Mutation(s) | Monomer | FA | CSE | TCS (°C) |
---|---|---|---|---|
None (wt) | – | 4+ | 100.0 ± 0.00 | 60–62 |
L437D | A | 0 | 99.2 ± 21.2 | ND |
L437Q | A | 0–1+ | 98.1 ± 4.6 | ND |
L482D | B | 0 | 56.2 ± 9.4 | ND |
L482Q | B | 0–1+ | 93.4 ± 7.0 | ND |
L506D | B | 0 | 126.7 ± 27.5 | ND |
L506Q | B | 0 | 114.3 ± 21.1 | ND |
K508E | B | 0 | 89.9 ± 17.5 | 60–62 |
K508R | B | 0 | 101.8 ± 24.6 | ND |
L506D K508E | B/B | 0 | 61.1 ± 7.7 | 60–62 |
Mutations indicate the positions of the substitutions. The monomer is the F monomer in which the mutation occurs, defining one cavity of the trimer. Fusion activity (FA) was monitored by a transient F/H-induced cell-cell fusion assay.

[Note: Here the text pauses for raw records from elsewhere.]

impl Wd1770 {
    /// Controller with one drive attached as drive 0, selected.
    #[must_use]
    pub fn new(config: FdcConfig, drive: Fdd) -> Self {
        let mut fdc = Self {
            config,
            clock: ProcessorClock::new(config.processor_speed),
            drives: vec![drive],
            current: 0,
            dden: true,
            state: FdcState::None,
            status_type: StatusType::TypeI,
            status: 0,
            track: 0,
            sector: 0,
            data: 0,
            command: 0,
            direction: StepDirection::In,
            intrq: false,
            drq: false,
            spun_up: false,
            rev: 0,
            located: false,
            id: None,
            crc: CrcAccumulator::new(),
            data_offset: 0,
            sector_length: 0,
            multisector: false,
            check_head: None,
            events: EventQueue::new(),
            now: Tstates::ZERO,
            spun_at: Tstates::ZERO,
            indicator: None,
        };
        fdc.select_drive(0);
        fdc
    }

    /// Attach another drive. Returns its number.
    pub fn add_drive(&mut self, drive: Fdd) -> usize {
        self.drives.push(drive);
        self.drives.len() - 1
    }

    /// Route the controller to drive `n`. Out of range numbers are ignored.
    pub fn select_drive(&mut self, n: usize) {
        if n >= self.drives.len() {
            return;
        }
        for (i, drive) in self.drives.iter_mut().enumerate() {
            drive.select(i == n);
        }
        self.current = n;
        if !self.config.model.has_motor_line()
            && self.config.flags.contains(FdcFlags::HEAD_ALWAYS_LOADED)
        {
            self.load_head(true);
        }
    }

    /// Side select line, driven by the interface.
    pub fn set_side(&mut self, head: u8) {
        self.current_drive_mut().set_head(head);
    }

    /// DDEN line: true selects MFM, false FM.
    pub fn set_double_density(&mut self, mfm: bool) {
        self.dden = mfm;
    }

    pub fn set_indicator(&mut self, indicator: Box<dyn StatusIndicator>) {
        self.indicator = Some(indicator);
    }

    /// Power-on reset. Drives keep their disks and head positions.
    pub fn master_reset(&mut self) {
        self.events.clear();
        if self.config.model.has_motor_line() {
            self.motor(false);
        } else {
            self.load_head(false);
        }
        self.state = FdcState::None;
        self.status_type = StatusType::TypeI;
        self.status = 0;
        self.track = 0;
        self.sector = 0;
        self.data = 0;
        self.command = 0;
        self.direction = StepDirection::In;
        self.intrq = false;
        self.drq = false;
        self.spun_up = false;
        self.rev = 0;
        self.located = false;
        self.id = None;
        self.multisector = false;
        self.check_head = None;
        log::debug!("{}: master reset", self.config.model.name());
    }

    // -----------------------------------------------------------------------
    // Registers
    // -----------------------------------------------------------------------

    /// Read the status register. Clears INTRQ.
    pub fn sr_read(&mut self, now: Tstates) -> u8 {
        self.run_until(now);
        self.intrq = false;
        if !self.drq {
            self.spin_to(now);
        }
        let drive = &self.drives[self.current];
        let mut sr = self.status;
        if self.status_type == StatusType::TypeI {
            sr &= !(WRITE_PROTECT | status::SPIN_UP | TRACK_0 | INDEX);
            if drive.is_write_protected() {
                sr |= WRITE_PROTECT;
            }
            let bit5 = if self.config.model.has_motor_line() {
                self.spun_up
            } else {
                drive.head_loaded()
            };
            if bit5 {
                sr |= status::SPIN_UP;
            }
            if drive.tr00() {
                sr |= TRACK_0;
            }
            if !drive.is_loaded() || drive.index_hole() {
                sr |= INDEX;
            }
        }
        if !self.config.model.has_motor_line() {
            sr &= !NOT_READY;
            if !drive.is_ready() {
                sr |= NOT_READY;
            }
        }
        sr
    }

    /// Write the command register. FORCE INTERRUPT is obeyed at once; any
    /// other command is ignored while BUSY.
    pub fn cr_write(&mut self, now: Tstates, b: u8) {
        self.run_until(now);
        self.intrq = false;

        if b & 0xF0 == 0xD0 {
            log::debug!("{}: force interrupt {b:#04X}", self.config.model.name());
            self.force_interrupt(b);
            return;
        }
        if self.status & BUSY != 0 {
            log::debug!("{}: command {b:#04X} ignored while busy", self.config.model.name());
            return;
        }

        self.spin_to(now);
        self.command = b;
        self.status |= BUSY;
        self.events.remove_type(FdcEvent::Idle);
        self.located = false;
        self.rev = REVOLUTION_BUDGET;

        if b & 0x80 == 0 {
            log::debug!("{}: type I command {b:#04X}", self.config.model.name());
            self.state = FdcState::Seek;
            self.status_type = StatusType::TypeI;
            self.status &= !(CRC_ERROR | status::RECORD_NOT_FOUND | DRQ | status::LOST_DATA);
            self.reset_drq();
            if self.spinup(b) {
                return;
            }
            self.type_i();
        } else if b & 0x40 == 0 {
            log::debug!("{}: type II command {b:#04X}", self.config.model.name());
            self.check_head =
                (self.config.model.has_head_compare() && b & 0x02 != 0).then_some((b >> 3) & 0x01);
            self.multisector = b & 0x10 != 0;
            self.state = if b & 0x20 != 0 {
                FdcState::Write
            } else {
                FdcState::Read
            };
            self.status_type = StatusType::TypeII;
            self.status &= !(WRITE_PROTECT
                | status::RECORD_TYPE
                | status::RECORD_NOT_FOUND
                | CRC_ERROR
                | status::LOST_DATA
                | DRQ);
            if self.spinup(b) {
                return;
            }
            self.type_ii();
        } else {
            log::debug!("{}: type III command {b:#04X}", self.config.model.name());
            self.state = match b & 0x30 {
                0x20 => FdcState::ReadTrack,
                0x30 => FdcState::WriteTrack,
                _ => FdcState::ReadId,
            };
            self.status_type = StatusType::TypeII;
            self.status &= !(WRITE_PROTECT
                | status::RECORD_TYPE
                | status::RECORD_NOT_FOUND
                | CRC_ERROR
                | status::LOST_DATA
                | DRQ);
            if self.spinup(b) {
                return;
            }
            self.type_iii();
        }
    }

    #[must_use]
    pub const fn tr_read(&self) -> u8 {
        self.track
    }

    pub fn tr_write(&mut self, b: u8) {
        self.track = b;
    }

    #[must_use]
    pub const fn sec_read(&self) -> u8 {
        self.sector
    }

    pub fn sec_write(&mut self, b: u8) {
        self.sector = b;
    }

    /// Read the data register, pulling the next byte of a transfer.
    pub fn dr_read(&mut self, now: Tstates) -> u8 {
        self.run_until(now);
        self.events.remove_type(FdcEvent::DrqTimeout);
        if self.drq {
            match self.state {
                FdcState::Read => self.read_sector_byte(),
                FdcState::ReadId => self.read_address_byte(),
                FdcState::ReadTrack => self.read_track_byte(),
                _ => {}
            }
            self.spun_at = self.now;
            self.arm_drq_timeout();
        }
        self.data
    }

    /// Write the data register, pushing the next byte of a transfer.
    pub fn dr_write(&mut self, now: Tstates, b: u8) {
        self.run_until(now);
        self.events.remove_type(FdcEvent::DrqTimeout);
        self.data = b;
        if self.drq {
            match self.state {
                FdcState::Write => self.write_sector_byte(b),
                FdcState::WriteTrack => self.write_track_byte(b),
                _ => {}
            }
            self.spun_at = self.now;
            self.arm_drq_timeout();
        }
    }

    /// Interrupt request line.
    #[must_use]
    pub const fn intrq(&self) -> bool {
        self.intrq
    }

    /// Data request line.
    #[must_use]
    pub const fn drq(&self) -> bool {
        self.drq
    }

    #[must_use]
    pub const fn state(&self) -> FdcState {
        self.state
    }

    #[must_use]
    pub const fn status_type(&self) -> StatusType {
        self.status_type
    }

    #[must_use]
    pub const fn config(&self) -> &FdcConfig {
        &self.config
    }

    // -----------------------------------------------------------------------
    // Drives
    // -----------------------------------------------------------------------

    #[must_use]
    pub fn drive(&self, n: usize) -> Option<&Fdd> {
        self.drives.get(n)
    }

    pub fn drive_mut(&mut self, n: usize) -> Option<&mut Fdd> {
        self.drives.get_mut(n)
    }

    #[must_use]
    pub const fn current_drive_index(&self) -> usize {
        self.current
    }

    #[must_use]
    pub fn current_drive(&self) -> &Fdd {
        &self.drives[self.current]
    }

    pub fn current_drive_mut(&mut self) -> &mut Fdd {
        &mut self.drives[self.current]
    }

    // -----------------------------------------------------------------------
    // Time
    // -----------------------------------------------------------------------

    /// Run every event due at or before `now`.
    pub fn run_until(&mut self, now: Tstates) {
        while let Some(due) = self.events.pop_due(now) {
            self.now = self.now.max(due.at);
            log::trace!("{}: {:?} at {}", self.config.model.name(), due.event, due.at.get());
            match due.event {
                FdcEvent::Command => self.resume(),
                FdcEvent::Idle => self.idle_timeout(),
                FdcEvent::DrqTimeout => self.lost_data(),
                FdcEvent::IndexPulse => self.set_intrq(),
            }
        }
        self.now = self.now.max(now);
    }

    /// When the controller next needs to run, if ever.
    #[must_use]
    pub fn next_event(&self) -> Option<Tstates> {
        self.events.next_due()
    }

    fn schedule(&mut self, delay: Tstates, event: FdcEvent) {
        self.events.remove_type(event);
        self.events.add(self.now + delay, event);
    }

    /// Time for `bytes` of the current track to pass under the head.
    fn scan_time(&self, bytes: usize) -> Tstates {
        let bpt = self.drives[self.current].bytes_per_track();
        self.clock.fraction(REVOLUTION_MS, bytes as u64, bpt as u64)
    }

    /// Account for the bytes a scan consumed: the rotation has now reached
    /// the end of the scan, and the command resumes then.
    fn resume_after_scan(&mut self, bytes: usize) {
        let delay = self.scan_time(bytes);
        self.spun_at = self.now + delay;
        self.schedule(delay, FdcEvent::Command);
    }

    /// Turn the disk for the time that passed with nobody reading it.
    fn spin_to(&mut self, now: Tstates) {
        let revolution = self.clock.ms(REVOLUTION_MS).get();
        let drive = &mut self.drives[self.current];
        let bpt = drive.bytes_per_track() as u64;
        if bpt == 0 || revolution == 0 || !drive.motor_on() {
            self.spun_at = self.spun_at.max(now);
            return;
        }
        let bytes = now.since(self.spun_at) * bpt / revolution;
        if bytes == 0 {
            return;
        }
        // Keep the position and whether the index passed, not the turn count
        let turn = bytes % bpt + if bytes >= bpt { bpt } else { 0 };
        drive.rotate(turn as usize);
        self.spun_at = self.spun_at + bytes * revolution / bpt;
    }

    fn resume(&mut self) {
        if self.config.model.has_motor_line() && self.status & MOTOR_ON != 0 {
            self.spun_up = true;
        }
        if !self.drq {
            self.spin_to(self.now);
        }
        match self.state {
            FdcState::Seek | FdcState::SeekDelay => self.type_i(),
            FdcState::Verify => self.seek_verify(),
            FdcState::Read | FdcState::Write => self.type_ii(),
            FdcState::ReadId | FdcState::ReadTrack | FdcState::WriteTrack => self.type_iii(),
            FdcState::None => {}
        }
    }

    // -----------------------------------------------------------------------
    // Lines
    // -----------------------------------------------------------------------

    fn set_intrq(&mut self) {
        self.schedule_idle();
        self.intrq = true;
    }

    fn set_drq(&mut self) {
        self.drq = true;
        self.status |= DRQ;
        self.spun_at = self.now;
        self.arm_drq_timeout();
    }

    fn reset_drq(&mut self) {
        self.drq = false;
        self.status &= !DRQ;
        self.events.remove_type(FdcEvent::DrqTimeout);
    }

    fn arm_drq_timeout(&mut self) {
        if self.drq && self.config.flags.contains(FdcFlags::DRQ_TIMEOUT) {
            self.schedule(self.clock.ms(REVOLUTION_MS), FdcEvent::DrqTimeout);
        }
    }

    /// Finish the running command: not busy, back to idle, interrupt.
    fn end_command(&mut self) {
        self.status &= !BUSY;
        self.state = FdcState::None;
        self.located = false;
        self.reset_drq();
        self.set_intrq();
    }

    fn lost_data(&mut self) {
        if self.drq {
            log::debug!("{}: lost data in {:?}", self.config.model.name(), self.state);
            self.status |= status::LOST_DATA;
            self.end_command();
        }
    }

    /// Start the idle countdown that drops the motor or unloads the head.
    fn schedule_idle(&mut self) {
        self.events.remove_type(FdcEvent::Idle);
        if self.config.model.has_motor_line() {
            if self.status & MOTOR_ON != 0 {
                let delay = self.clock.ms(MOTOR_OFF_REVOLUTIONS * REVOLUTION_MS);
                self.schedule(delay, FdcEvent::Idle);
            }
        } else if self.drives[self.current].head_loaded()
            && !self.config.flags.contains(FdcFlags::HEAD_ALWAYS_LOADED)
        {
            let delay = self.clock.ms(HEAD_UNLOAD_REVOLUTIONS * REVOLUTION_MS);
            self.schedule(delay, FdcEvent::Idle);
        }
    }

    fn idle_timeout(&mut self) {
        if self.config.model.has_motor_line() {
            self.status &= !MOTOR_ON;
            self.motor(false);
        } else {
            self.load_head(false);
        }
    }

    /// WD1770/1772 motor line. The drive loads its head with the motor.
    fn motor(&mut self, on: bool) {
        if !on {
            self.spun_up = false;
        }
        let drive = &mut self.drives[self.current];
        if drive.motor_on() == on {
            return;
        }
        drive.set_motor(on);
        drive.set_head_load(on);
        self.notify(on);
    }

    /// WD1773/FD1793 head load line. The interface runs the spindle while
    /// the head is loaded.
    fn load_head(&mut self, load: bool) {
        let load = load || self.config.flags.contains(FdcFlags::HEAD_ALWAYS_LOADED);
        let drive = &mut self.drives[self.current];
        if drive.head_loaded() == load && drive.motor_on() == load {
            return;
        }
        drive.set_head_load(load);
        drive.set_motor(load);
        self.notify(load);
    }

    fn notify(&mut self, active: bool) {
        if let Some(indicator) = self.indicator.as_mut() {
            let activity = if active {
                Activity::Active
            } else {
                Activity::Inactive
            };
            indicator.update(StatusItem::Disk, activity);
        }
    }
}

A fusion score was attributed to the standard and mutated F proteins as follows: 0, no fusion; 1+, limited fusion; 2+, moderate fusion; 3+, strong fusion; and 4+, massive fusion. Cell surface expression (CSE) was monitored by immunofluorescence (anti-FLAG staining) followed by flow cytometry (normalized to that of F-wt). The conformational state of F at 37°C was assessed with previously reported conformation-sensitive MAbs; in all cases, the MAb recognized prefusion F. The temperature of conformational switching (TCS) is the temperature at which F trimers switch conformation from the prefusion to the postfusion state (assessed by immunofluorescence [IF] and flow cytometry with previously described conformation-sensitive anti-F monoclonal antibodies). ND, not determined; “–,” not applicable.